> **Your assignment**:
The expected output is exactly the lines below, starting at the line with "filename src/importer/bulk_loader.rs" and ending at the line with "use crate::importer::field_mapper::FieldMapper;", both included; no other line belongs in it.

(Dataset excerpts)
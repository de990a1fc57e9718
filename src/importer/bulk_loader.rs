// ==========================================
// 企业名录系统 - 批量写入器
// ==========================================
// 阶段: Loading
// 流程: 字段映射 → 无序批量写入 → 单条拒绝回填为源记录序号
// 说明: 单条约束失败不影响其他记录；整批失败为致命错误
// ==========================================

use crate::domain::{ImportStage, RawRecord, RecordRejection, ResolvedPersonRecord};
use crate::importer::error::PipelineResult;
use crate::importer::field_mapper::FieldMapper;
use crate::repository::{BulkInsertOutcome, DirectoryImportRepository};
use tracing::{debug, info};

/// 写入结果
#[derive(Debug, Clone, Default, PartialEq, Eq)]
pub struct LoadOutcome {
    pub inserted: usize,
    pub rejected: Vec<RecordRejection>,
}

pub struct BulkLoader {
    mapper: FieldMapper,
}

impl Default for BulkLoader {
    fn default() -> Self {
        Self::new()
    }
}

impl BulkLoader {
    pub fn new() -> Self {
        Self {
            mapper: FieldMapper,
        }
    }

    pub fn rejected_reason(record_number: usize, reason: &str) -> String {
        format!("record {}: rejected: {}", record_number, reason)
    }

    fn rejection(record_number: usize, reason: &str) -> RecordRejection {
        RecordRejection {
            record_number,
            stage: ImportStage::Loading,
            reason: Self::rejected_reason(record_number, reason),
        }
    }

    /// 写入公司记录
    pub async fn load_companies<R>(
        &self,
        repo: &R,
        records: Vec<RawRecord>,
    ) -> PipelineResult<LoadOutcome>
    where
        R: DirectoryImportRepository + ?Sized,
    {
        let mut rejected = Vec::new();
        let mut record_numbers = Vec::with_capacity(records.len());
        let mut companies = Vec::with_capacity(records.len());

        for record in &records {
            match self.mapper.map_company(record) {
                Ok(company) => {
                    record_numbers.push(record.record_number);
                    companies.push(company);
                }
                Err(e) => rejected.push(Self::rejection(record.record_number, &e.to_string())),
            }
        }

        if companies.is_empty() {
            return Ok(LoadOutcome {
                inserted: 0,
                rejected,
            });
        }

        let outcome = repo.insert_companies_unordered(companies).await?;
        Ok(Self::finish(record_numbers, outcome, rejected))
    }

    /// 写入人员记录（雇主已解析）
    pub async fn load_people<R>(
        &self,
        repo: &R,
        records: Vec<ResolvedPersonRecord>,
    ) -> PipelineResult<LoadOutcome>
    where
        R: DirectoryImportRepository + ?Sized,
    {
        let mut rejected = Vec::new();
        let mut record_numbers = Vec::with_capacity(records.len());
        let mut people = Vec::with_capacity(records.len());

        for resolved in &records {
            match self.mapper.map_person(resolved) {
                Ok(person) => {
                    record_numbers.push(resolved.record.record_number);
                    people.push(person);
                }
                Err(e) => {
                    rejected.push(Self::rejection(resolved.record.record_number, &e.to_string()))
                }
            }
        }

        if people.is_empty() {
            return Ok(LoadOutcome {
                inserted: 0,
                rejected,
            });
        }

        let outcome = repo.insert_people_unordered(people).await?;
        Ok(Self::finish(record_numbers, outcome, rejected))
    }

    // 批内下标 → 源记录序号
    fn finish(
        record_numbers: Vec<usize>,
        outcome: BulkInsertOutcome,
        mut rejected: Vec<RecordRejection>,
    ) -> LoadOutcome {
        for failure in &outcome.failures {
            let record_number = record_numbers
                .get(failure.index)
                .copied()
                .unwrap_or(failure.index + 1);
            debug!(record_number, reason = %failure.message, "存储拒绝单条记录");
            rejected.push(Self::rejection(record_number, &failure.message));
        }

        rejected.sort_by_key(|r| r.record_number);

        info!(
            inserted = outcome.inserted_count(),
            rejected = rejected.len(),
            "批量写入完成"
        );

        LoadOutcome {
            inserted: outcome.inserted_count(),
            rejected,
        }
    }
}

#[cfg(test)]
mod tests {
    use super::*;
    use crate::domain::{NewCompany, NewPerson};
    use crate::importer::error::ImportError;
    use crate::repository::{BulkWriteFailure, CompanyLookup, RepositoryError, RepositoryResult};
    use async_trait::async_trait;
    use serde_json::json;
    use std::sync::Mutex;

    /// 拒绝名称以 "dup" 开头的公司
    #[derive(Default)]
    struct PickyRepo {
        submitted: Mutex<Vec<String>>,
        down: bool,
    }

    #[async_trait]
    impl CompanyLookup for PickyRepo {
        async fn find_company_id_by_name(&self, _name: &str) -> RepositoryResult<Option<String>> {
            Ok(None)
        }
    }

    #[async_trait]
    impl DirectoryImportRepository for PickyRepo {
        async fn insert_companies_unordered(
            &self,
            companies: Vec<NewCompany>,
        ) -> RepositoryResult<BulkInsertOutcome> {
            if self.down {
                return Err(RepositoryError::DatabaseTransactionError("rollback".into()));
            }
            let mut outcome = BulkInsertOutcome::default();
            for (index, company) in companies.into_iter().enumerate() {
                self.submitted.lock().unwrap().push(company.name.clone());
                if company.name.starts_with("dup") {
                    outcome.failures.push(BulkWriteFailure {
                        index,
                        message: "UNIQUE constraint failed: company.name".into(),
                    });
                } else {
                    outcome.inserted_ids.push(format!("id-{}", index));
                }
            }
            Ok(outcome)
        }

        async fn insert_people_unordered(
            &self,
            people: Vec<NewPerson>,
        ) -> RepositoryResult<BulkInsertOutcome> {
            Ok(BulkInsertOutcome {
                inserted_ids: people.iter().map(|p| p.name.clone()).collect(),
                failures: Vec::new(),
            })
        }
    }

    fn company(n: usize, name: &str) -> RawRecord {
        RawRecord::from_json(n, json!({"name": name, "industry": "Tech"}))
    }

    #[tokio::test]
    async fn test_store_rejection_maps_to_record_number() {
        let repo = PickyRepo::default();
        let records = vec![company(2, "Acme"), company(5, "dup-Acme"), company(7, "Globex")];

        let outcome = BulkLoader::new().load_companies(&repo, records).await.unwrap();

        assert_eq!(outcome.inserted, 2);
        assert_eq!(outcome.rejected.len(), 1);
        assert_eq!(outcome.rejected[0].record_number, 5);
        assert_eq!(
            outcome.rejected[0].reason,
            "record 5: rejected: UNIQUE constraint failed: company.name"
        );
    }

    #[tokio::test]
    async fn test_mapping_failure_is_skipped_not_submitted() {
        let repo = PickyRepo::default();
        let bad = RawRecord::from_json(
            1,
            json!({"name": "Bad", "industry": "Tech", "foundedYear": "nineteen"}),
        );

        let outcome = BulkLoader::new()
            .load_companies(&repo, vec![bad, company(2, "Acme")])
            .await
            .unwrap();

        assert_eq!(outcome.inserted, 1);
        assert_eq!(*repo.submitted.lock().unwrap(), vec!["Acme".to_string()]);
        assert_eq!(
            outcome.rejected[0].reason,
            "record 1: rejected: invalid foundedYear: not an integer: nineteen"
        );
    }

    #[tokio::test]
    async fn test_whole_batch_failure_is_fatal() {
        let repo = PickyRepo {
            down: true,
            ..Default::default()
        };

        let result = BulkLoader::new()
            .load_companies(&repo, vec![company(1, "Acme")])
            .await;

        assert!(matches!(result, Err(ImportError::StoreError(_))));
    }

    #[tokio::test]
    async fn test_load_people() {
        let repo = PickyRepo::default();
        let resolved = ResolvedPersonRecord {
            record: RawRecord::from_json(
                1,
                json!({"name": "Ann", "designation": "CEO", "companyName": "Acme"}),
            ),
            company_id: "c-1".into(),
        };

        let outcome = BulkLoader::new().load_people(&repo, vec![resolved]).await.unwrap();

        assert_eq!(outcome.inserted, 1);
        assert!(outcome.rejected.is_empty());
    }
}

> **Your response**:
filename src/importer/bulk_loader.rs
// ==========================================
// 企业名录系统 - 批量写入器
// ==========================================
// 阶段: Loading
// 流程: 字段映射 → 无序批量写入 → 单条拒绝回填为源记录序号
// 说明: 单条约束失败不影响其他记录；整批失败为致命错误
// ==========================================

use crate::domain::{ImportStage, RawRecord, RecordRejection, ResolvedPersonRecord};
use crate::importer::error::PipelineResult;
use crate::importer::field_mapper::FieldMapper;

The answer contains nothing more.